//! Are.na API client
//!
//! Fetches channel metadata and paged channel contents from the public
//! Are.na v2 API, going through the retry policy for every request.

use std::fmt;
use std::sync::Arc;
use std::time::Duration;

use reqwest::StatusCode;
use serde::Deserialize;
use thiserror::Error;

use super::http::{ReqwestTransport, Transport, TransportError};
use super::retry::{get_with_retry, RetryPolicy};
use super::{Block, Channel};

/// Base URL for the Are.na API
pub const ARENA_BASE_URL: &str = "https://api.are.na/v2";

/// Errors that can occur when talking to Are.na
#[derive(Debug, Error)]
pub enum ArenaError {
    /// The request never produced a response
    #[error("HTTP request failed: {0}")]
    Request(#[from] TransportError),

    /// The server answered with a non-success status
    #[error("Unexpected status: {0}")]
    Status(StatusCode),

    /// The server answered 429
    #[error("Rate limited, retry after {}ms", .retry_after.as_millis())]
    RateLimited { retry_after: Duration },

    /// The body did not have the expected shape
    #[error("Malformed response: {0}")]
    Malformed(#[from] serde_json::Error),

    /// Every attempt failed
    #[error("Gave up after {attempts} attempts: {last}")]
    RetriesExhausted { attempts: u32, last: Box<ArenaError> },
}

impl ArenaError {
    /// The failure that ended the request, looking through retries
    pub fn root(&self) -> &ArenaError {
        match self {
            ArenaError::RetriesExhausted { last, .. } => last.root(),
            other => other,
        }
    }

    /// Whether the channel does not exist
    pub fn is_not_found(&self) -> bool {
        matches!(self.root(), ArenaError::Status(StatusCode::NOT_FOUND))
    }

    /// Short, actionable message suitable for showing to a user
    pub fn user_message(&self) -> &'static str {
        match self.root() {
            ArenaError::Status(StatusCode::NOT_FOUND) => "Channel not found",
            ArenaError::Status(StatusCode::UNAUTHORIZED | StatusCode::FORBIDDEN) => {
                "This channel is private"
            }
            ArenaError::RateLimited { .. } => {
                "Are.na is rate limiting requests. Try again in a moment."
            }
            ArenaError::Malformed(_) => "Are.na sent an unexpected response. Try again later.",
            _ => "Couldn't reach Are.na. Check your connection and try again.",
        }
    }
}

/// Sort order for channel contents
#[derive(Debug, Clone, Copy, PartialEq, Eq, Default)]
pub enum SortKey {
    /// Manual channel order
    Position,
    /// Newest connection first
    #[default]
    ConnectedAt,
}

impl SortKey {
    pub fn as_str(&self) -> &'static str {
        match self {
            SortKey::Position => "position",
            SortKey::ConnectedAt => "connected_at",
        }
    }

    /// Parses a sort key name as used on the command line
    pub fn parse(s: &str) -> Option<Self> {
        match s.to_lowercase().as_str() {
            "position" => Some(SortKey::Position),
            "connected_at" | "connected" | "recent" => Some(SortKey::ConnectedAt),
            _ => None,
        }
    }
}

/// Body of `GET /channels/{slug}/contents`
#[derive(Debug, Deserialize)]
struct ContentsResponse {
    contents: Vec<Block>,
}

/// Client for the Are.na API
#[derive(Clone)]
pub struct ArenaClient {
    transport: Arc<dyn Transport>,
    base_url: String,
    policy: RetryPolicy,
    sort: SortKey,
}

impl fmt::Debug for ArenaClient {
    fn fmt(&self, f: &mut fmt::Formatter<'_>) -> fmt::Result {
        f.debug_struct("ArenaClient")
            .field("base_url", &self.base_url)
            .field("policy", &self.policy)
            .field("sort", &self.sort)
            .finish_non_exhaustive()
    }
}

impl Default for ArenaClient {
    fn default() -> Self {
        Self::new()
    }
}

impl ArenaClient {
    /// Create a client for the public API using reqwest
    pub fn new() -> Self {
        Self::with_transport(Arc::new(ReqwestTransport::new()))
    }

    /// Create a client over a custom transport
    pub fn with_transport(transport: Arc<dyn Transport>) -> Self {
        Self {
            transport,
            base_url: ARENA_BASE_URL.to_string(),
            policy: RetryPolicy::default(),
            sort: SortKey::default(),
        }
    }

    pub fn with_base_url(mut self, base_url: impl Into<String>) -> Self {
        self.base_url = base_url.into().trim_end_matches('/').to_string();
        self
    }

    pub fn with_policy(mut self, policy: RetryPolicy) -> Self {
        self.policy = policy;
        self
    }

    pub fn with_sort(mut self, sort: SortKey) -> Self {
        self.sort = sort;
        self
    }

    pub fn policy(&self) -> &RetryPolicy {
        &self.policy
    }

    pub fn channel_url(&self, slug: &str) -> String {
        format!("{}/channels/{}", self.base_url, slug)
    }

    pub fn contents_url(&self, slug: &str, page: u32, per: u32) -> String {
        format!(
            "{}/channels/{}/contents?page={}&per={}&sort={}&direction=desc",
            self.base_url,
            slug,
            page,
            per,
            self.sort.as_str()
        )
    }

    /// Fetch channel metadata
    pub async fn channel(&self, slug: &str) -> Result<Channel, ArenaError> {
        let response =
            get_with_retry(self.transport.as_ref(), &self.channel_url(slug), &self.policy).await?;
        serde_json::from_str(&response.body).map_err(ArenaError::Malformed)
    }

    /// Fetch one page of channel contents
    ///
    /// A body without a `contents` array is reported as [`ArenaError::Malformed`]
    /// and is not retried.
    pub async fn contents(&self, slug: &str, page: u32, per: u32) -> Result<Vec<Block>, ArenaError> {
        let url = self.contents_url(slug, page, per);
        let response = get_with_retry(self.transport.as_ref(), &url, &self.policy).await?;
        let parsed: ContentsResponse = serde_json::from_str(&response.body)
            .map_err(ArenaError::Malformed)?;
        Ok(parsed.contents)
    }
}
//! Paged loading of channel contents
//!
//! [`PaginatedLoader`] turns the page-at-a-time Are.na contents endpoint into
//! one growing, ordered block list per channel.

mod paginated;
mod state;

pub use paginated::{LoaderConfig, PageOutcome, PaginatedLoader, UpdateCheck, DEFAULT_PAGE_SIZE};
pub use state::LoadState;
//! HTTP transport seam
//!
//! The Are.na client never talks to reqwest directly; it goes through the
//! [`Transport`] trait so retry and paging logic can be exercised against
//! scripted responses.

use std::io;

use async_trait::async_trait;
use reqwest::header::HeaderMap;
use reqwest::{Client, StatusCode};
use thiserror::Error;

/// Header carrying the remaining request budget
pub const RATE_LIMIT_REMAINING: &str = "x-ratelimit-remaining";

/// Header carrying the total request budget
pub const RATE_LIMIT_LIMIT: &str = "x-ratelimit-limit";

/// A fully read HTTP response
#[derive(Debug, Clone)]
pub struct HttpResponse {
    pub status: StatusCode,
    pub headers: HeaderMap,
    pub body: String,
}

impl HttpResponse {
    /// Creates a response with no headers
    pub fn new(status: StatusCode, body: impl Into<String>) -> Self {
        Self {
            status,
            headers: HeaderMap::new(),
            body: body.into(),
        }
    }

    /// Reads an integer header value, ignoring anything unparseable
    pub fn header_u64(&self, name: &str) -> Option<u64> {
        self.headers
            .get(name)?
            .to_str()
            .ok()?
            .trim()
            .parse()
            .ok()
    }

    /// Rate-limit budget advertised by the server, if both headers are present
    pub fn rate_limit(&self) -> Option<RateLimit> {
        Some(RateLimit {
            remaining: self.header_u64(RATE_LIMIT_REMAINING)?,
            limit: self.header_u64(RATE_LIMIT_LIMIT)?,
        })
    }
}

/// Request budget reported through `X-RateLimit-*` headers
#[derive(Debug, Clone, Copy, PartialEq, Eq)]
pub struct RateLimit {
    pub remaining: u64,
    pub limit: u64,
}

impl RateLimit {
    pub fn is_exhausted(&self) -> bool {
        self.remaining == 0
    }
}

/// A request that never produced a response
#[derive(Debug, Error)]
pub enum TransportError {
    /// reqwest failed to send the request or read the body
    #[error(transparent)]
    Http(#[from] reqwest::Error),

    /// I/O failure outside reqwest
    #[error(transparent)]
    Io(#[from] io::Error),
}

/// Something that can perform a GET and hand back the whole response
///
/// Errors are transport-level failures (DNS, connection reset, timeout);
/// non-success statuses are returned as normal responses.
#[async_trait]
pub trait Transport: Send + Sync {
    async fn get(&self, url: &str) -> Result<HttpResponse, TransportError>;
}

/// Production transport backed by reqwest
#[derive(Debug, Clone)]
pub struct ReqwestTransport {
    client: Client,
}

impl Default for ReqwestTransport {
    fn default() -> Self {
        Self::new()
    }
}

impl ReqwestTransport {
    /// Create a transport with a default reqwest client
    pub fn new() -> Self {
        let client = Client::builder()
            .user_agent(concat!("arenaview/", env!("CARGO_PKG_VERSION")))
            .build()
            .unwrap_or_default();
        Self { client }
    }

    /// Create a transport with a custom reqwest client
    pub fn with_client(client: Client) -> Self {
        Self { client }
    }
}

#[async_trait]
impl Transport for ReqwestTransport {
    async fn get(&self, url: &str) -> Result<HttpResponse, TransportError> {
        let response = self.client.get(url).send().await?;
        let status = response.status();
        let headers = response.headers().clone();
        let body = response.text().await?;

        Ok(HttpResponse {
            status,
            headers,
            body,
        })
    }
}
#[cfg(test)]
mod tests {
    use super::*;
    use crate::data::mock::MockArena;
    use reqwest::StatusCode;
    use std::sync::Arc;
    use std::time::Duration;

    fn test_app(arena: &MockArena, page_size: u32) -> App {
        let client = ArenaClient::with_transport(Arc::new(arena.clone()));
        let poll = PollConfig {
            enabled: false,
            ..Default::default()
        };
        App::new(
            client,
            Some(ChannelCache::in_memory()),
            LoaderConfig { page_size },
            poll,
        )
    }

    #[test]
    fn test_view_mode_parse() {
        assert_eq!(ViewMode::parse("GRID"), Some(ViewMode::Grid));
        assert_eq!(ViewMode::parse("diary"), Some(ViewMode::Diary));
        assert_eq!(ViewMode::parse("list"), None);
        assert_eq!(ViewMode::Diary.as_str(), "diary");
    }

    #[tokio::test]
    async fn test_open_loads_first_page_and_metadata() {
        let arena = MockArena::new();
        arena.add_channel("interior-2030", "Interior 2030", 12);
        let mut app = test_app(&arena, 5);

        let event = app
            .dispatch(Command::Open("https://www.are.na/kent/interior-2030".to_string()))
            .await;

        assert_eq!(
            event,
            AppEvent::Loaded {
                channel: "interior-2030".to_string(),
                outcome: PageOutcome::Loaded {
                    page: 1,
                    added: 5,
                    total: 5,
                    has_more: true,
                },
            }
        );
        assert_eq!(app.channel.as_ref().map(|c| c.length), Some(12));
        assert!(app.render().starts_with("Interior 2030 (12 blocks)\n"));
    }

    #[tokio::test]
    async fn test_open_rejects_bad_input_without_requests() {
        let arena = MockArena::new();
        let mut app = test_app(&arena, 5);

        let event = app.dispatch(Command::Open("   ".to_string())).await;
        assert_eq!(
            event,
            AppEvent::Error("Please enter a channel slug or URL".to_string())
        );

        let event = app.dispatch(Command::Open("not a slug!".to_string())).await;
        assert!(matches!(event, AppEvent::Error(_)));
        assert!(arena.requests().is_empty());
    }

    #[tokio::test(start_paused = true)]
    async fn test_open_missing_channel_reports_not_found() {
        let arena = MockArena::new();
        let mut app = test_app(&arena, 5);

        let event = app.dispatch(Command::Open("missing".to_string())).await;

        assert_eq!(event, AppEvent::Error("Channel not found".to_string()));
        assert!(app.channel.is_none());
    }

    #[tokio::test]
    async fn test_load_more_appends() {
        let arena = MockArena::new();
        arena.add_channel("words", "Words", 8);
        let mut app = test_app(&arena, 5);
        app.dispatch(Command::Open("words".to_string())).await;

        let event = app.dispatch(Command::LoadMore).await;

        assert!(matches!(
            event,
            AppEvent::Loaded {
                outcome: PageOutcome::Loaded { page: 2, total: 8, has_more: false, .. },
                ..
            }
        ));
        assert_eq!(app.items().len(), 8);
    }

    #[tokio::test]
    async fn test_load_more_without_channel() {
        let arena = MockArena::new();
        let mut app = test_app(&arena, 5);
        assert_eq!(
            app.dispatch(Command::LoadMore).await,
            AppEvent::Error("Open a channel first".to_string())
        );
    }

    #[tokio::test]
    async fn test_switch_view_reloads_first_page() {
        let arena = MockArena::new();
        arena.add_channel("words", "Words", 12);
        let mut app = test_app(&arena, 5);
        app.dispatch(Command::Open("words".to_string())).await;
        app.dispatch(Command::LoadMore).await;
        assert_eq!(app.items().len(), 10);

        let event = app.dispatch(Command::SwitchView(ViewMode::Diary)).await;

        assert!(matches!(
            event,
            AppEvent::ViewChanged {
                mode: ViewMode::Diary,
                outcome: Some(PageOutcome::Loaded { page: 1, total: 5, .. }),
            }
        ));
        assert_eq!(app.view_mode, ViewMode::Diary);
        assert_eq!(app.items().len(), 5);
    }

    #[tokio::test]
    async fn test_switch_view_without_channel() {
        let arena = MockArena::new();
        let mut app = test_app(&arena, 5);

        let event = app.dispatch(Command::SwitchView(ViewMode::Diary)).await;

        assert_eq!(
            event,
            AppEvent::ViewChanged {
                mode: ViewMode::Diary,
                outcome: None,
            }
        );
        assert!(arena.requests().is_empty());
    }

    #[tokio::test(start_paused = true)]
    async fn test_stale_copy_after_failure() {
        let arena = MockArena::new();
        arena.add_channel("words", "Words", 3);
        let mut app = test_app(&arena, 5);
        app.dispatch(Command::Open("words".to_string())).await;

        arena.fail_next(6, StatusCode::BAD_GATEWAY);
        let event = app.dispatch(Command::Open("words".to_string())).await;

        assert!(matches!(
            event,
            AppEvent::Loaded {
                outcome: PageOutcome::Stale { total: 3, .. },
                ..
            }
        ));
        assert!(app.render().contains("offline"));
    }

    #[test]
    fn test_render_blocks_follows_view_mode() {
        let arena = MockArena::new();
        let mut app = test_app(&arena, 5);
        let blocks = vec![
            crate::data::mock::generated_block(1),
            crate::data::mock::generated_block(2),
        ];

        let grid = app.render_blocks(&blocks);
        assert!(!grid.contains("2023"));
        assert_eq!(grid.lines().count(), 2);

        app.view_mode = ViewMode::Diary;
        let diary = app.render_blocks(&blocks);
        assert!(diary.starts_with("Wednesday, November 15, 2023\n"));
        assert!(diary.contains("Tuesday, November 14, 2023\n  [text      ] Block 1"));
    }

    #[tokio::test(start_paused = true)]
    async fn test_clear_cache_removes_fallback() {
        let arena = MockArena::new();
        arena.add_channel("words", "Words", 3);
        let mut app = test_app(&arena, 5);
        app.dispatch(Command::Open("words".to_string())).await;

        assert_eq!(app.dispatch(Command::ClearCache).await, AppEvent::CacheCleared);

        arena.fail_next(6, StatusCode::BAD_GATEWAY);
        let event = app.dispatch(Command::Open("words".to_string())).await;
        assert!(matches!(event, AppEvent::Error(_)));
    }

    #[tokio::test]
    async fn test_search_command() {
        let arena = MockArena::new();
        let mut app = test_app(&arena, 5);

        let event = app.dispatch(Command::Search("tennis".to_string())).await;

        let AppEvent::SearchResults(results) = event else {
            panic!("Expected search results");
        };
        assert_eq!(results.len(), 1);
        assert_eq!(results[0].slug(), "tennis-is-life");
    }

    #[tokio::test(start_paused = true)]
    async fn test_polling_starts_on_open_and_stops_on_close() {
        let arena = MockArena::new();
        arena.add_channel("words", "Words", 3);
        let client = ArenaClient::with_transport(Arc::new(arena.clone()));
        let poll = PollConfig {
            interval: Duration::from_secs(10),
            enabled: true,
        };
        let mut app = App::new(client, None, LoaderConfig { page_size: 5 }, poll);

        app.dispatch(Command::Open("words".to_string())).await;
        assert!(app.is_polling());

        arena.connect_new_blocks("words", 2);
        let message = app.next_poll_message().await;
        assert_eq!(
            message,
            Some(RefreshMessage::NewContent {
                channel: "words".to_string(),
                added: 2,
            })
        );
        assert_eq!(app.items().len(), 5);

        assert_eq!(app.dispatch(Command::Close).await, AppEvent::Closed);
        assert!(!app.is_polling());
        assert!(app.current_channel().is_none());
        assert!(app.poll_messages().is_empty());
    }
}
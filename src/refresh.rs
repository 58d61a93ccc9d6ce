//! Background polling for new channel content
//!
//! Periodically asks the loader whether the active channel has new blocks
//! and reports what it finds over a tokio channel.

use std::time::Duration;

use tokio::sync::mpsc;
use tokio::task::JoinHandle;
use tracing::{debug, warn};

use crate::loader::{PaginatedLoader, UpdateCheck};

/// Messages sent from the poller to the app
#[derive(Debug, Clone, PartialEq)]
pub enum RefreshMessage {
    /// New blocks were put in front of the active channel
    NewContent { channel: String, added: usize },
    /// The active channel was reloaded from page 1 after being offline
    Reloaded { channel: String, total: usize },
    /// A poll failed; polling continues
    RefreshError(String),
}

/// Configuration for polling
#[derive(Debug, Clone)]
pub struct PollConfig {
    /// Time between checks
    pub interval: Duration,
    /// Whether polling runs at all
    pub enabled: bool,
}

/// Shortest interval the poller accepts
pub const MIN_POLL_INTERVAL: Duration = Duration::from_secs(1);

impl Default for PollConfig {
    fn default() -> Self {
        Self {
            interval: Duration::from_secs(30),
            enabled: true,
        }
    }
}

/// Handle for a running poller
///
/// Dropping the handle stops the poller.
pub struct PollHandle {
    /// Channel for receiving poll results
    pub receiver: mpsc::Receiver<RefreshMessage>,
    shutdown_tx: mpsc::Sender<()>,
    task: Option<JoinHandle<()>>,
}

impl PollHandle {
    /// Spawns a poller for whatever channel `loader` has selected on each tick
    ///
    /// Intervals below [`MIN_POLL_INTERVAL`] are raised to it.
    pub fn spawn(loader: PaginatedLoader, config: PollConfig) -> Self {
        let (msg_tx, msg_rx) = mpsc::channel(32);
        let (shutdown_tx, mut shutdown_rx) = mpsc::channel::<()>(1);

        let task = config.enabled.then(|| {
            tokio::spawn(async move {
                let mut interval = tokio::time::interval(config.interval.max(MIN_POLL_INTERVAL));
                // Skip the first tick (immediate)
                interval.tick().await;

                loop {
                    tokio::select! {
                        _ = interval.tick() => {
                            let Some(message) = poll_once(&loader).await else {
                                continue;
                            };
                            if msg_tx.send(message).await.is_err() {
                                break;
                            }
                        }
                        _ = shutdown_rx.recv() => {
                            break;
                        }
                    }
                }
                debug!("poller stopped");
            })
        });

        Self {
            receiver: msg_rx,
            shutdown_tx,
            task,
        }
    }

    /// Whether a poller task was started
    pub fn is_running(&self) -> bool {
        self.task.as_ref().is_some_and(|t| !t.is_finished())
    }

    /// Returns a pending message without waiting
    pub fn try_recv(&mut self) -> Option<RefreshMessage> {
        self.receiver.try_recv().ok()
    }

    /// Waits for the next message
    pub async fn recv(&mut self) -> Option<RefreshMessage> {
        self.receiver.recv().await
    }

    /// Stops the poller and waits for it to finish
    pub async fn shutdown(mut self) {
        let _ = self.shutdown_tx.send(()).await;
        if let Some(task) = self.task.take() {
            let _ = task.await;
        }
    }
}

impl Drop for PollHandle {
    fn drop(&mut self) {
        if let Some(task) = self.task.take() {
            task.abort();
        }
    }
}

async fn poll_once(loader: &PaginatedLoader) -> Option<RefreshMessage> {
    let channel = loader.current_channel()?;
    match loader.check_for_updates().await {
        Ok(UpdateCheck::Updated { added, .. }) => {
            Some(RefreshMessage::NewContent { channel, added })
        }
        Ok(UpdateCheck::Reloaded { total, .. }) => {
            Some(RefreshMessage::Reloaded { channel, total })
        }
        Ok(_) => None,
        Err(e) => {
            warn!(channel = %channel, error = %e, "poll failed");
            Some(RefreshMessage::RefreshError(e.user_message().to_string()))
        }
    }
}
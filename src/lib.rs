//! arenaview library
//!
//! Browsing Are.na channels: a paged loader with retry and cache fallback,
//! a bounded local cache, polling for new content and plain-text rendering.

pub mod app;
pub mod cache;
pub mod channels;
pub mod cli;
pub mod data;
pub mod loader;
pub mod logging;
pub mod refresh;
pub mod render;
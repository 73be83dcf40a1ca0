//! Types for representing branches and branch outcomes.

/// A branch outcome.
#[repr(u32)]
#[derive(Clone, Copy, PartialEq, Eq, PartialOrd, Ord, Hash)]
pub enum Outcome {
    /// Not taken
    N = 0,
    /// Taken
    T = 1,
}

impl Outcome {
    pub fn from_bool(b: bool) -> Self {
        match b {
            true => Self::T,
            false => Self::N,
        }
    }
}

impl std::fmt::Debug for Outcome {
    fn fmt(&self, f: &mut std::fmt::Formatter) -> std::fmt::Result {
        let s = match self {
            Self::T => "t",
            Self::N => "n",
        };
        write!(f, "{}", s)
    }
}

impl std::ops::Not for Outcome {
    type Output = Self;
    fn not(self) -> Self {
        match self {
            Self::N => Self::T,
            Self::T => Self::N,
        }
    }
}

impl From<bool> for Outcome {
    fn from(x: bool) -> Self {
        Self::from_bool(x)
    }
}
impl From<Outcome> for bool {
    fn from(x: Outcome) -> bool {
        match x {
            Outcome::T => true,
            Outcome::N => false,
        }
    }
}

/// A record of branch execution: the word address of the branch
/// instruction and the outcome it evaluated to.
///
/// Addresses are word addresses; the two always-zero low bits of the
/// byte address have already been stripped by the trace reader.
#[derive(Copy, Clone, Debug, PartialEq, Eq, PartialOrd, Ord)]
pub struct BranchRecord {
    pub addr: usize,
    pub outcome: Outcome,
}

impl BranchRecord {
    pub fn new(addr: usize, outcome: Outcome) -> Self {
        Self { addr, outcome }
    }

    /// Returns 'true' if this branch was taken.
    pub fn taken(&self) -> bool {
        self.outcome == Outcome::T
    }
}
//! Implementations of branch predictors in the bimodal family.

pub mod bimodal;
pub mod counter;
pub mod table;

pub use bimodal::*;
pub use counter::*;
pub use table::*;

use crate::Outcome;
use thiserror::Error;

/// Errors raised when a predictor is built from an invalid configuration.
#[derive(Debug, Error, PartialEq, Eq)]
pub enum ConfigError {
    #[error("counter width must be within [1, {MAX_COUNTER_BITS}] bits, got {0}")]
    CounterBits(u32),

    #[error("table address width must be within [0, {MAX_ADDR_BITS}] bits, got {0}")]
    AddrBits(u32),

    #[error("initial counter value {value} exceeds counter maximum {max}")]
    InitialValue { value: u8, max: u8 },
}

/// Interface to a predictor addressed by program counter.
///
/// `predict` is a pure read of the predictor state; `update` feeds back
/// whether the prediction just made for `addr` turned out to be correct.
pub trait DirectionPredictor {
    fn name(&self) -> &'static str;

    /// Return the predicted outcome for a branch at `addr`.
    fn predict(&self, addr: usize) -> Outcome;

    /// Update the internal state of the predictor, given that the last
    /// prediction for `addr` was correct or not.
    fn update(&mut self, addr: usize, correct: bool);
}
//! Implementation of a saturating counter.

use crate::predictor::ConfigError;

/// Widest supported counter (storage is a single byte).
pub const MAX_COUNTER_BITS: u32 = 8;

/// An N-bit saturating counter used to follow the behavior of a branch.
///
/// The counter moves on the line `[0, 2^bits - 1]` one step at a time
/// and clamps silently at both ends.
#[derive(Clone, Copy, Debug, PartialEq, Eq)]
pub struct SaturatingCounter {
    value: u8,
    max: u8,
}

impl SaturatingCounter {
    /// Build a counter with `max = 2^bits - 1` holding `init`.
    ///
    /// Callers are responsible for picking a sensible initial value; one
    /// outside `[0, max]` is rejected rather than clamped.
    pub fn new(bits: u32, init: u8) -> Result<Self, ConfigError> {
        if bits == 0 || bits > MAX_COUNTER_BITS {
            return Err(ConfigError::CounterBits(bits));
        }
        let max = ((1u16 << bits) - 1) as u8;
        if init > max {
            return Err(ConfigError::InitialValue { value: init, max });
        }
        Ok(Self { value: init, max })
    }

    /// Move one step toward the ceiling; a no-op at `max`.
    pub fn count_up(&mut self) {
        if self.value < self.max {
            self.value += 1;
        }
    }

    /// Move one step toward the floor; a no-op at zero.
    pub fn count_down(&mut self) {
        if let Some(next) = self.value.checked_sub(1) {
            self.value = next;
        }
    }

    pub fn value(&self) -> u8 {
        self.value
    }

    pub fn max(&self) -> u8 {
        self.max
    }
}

★ ★ ★ ★ ★ ★ ★

_Your task_: Go through the lines above and count those with "byte"; report only the number.

_Answer area_: 2